**ACTIVITY:** All lines from the entries below that contain the string "Some" should be copied out.

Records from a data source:
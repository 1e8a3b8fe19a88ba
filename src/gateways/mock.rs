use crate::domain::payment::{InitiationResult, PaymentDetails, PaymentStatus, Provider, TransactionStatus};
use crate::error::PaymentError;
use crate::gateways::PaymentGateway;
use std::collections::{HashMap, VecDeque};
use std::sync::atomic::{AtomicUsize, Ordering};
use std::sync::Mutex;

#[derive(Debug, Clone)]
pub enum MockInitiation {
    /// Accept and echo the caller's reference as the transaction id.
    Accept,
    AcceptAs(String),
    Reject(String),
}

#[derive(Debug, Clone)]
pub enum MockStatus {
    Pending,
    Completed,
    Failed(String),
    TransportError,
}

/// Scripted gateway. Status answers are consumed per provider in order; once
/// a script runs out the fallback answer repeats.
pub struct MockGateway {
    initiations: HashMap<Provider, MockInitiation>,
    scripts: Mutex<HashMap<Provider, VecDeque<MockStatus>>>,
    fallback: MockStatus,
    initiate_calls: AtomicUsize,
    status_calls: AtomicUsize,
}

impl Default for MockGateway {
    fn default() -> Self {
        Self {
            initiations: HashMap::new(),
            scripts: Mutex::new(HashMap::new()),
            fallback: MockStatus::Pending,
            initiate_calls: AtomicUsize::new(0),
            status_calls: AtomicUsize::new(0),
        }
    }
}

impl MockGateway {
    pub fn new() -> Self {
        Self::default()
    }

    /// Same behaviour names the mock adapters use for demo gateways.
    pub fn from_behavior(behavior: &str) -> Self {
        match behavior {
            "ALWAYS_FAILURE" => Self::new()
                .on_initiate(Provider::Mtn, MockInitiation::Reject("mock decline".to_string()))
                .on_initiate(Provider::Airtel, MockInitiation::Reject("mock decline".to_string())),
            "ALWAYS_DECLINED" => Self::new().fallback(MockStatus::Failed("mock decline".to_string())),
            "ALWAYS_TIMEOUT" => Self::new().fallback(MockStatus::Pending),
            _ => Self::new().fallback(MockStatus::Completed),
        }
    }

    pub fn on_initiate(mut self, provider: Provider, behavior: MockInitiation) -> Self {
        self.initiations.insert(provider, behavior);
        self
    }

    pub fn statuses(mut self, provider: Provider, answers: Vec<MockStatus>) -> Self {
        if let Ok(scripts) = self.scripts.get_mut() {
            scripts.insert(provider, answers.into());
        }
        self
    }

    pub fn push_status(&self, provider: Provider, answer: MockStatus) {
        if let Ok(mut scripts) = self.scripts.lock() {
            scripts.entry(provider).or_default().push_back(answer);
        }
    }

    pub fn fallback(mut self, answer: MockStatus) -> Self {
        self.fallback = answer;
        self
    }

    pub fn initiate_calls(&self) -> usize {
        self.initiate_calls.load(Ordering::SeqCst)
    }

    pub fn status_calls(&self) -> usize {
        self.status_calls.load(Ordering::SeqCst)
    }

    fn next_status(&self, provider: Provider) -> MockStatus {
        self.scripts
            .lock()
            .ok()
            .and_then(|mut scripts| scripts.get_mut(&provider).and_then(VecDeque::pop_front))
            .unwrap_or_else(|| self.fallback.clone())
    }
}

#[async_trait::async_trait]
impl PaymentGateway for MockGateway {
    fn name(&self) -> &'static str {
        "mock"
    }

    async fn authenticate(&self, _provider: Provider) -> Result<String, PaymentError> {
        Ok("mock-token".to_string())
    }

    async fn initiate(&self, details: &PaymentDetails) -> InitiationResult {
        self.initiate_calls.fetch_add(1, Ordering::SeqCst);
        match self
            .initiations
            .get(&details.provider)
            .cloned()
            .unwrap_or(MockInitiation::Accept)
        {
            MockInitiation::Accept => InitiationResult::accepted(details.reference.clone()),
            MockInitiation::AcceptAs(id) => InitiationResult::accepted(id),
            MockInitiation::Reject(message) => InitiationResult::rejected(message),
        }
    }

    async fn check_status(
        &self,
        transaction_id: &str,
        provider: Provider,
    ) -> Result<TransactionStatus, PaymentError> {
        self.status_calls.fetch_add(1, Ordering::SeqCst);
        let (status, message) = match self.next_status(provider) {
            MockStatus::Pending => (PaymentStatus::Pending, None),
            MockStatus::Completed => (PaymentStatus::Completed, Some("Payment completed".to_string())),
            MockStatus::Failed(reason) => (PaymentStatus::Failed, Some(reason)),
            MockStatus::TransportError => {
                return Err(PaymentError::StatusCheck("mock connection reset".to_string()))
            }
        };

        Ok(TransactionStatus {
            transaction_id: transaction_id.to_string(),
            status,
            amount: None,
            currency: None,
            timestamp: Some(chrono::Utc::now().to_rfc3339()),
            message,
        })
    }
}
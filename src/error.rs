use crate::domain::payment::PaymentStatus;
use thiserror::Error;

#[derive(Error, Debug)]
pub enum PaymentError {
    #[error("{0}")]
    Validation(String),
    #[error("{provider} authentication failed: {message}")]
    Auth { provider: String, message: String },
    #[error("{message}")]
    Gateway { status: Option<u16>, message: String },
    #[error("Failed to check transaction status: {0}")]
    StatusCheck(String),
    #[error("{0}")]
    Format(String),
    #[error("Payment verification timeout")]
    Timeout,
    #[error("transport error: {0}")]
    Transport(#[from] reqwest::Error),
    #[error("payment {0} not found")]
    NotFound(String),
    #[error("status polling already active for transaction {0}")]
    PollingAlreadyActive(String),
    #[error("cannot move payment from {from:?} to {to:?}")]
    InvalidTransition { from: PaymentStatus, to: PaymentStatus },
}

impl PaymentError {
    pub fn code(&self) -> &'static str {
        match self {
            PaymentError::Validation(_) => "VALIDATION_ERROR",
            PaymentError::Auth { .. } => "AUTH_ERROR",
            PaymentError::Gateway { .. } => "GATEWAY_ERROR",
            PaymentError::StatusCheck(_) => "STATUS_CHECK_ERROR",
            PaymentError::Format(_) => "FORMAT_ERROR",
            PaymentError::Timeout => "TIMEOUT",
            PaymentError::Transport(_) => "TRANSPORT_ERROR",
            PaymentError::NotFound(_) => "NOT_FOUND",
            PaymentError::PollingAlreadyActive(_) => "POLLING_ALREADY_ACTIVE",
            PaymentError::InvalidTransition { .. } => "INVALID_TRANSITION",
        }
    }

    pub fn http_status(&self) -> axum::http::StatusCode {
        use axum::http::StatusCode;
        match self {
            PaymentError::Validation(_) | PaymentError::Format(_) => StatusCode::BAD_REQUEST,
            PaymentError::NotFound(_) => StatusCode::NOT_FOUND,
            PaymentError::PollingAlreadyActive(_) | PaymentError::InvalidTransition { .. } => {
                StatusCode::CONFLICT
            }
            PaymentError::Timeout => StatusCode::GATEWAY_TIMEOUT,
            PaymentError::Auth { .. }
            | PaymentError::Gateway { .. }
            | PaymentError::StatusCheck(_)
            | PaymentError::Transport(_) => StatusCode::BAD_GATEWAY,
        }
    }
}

**YOUR SOLUTION:**
            MockStatus::Completed => (PaymentStatus::Completed, Some("Payment completed".to_string())),
            MockStatus::Failed(reason) => (PaymentStatus::Failed, Some(reason)),
            timestamp: Some(chrono::Utc::now().to_rfc3339()),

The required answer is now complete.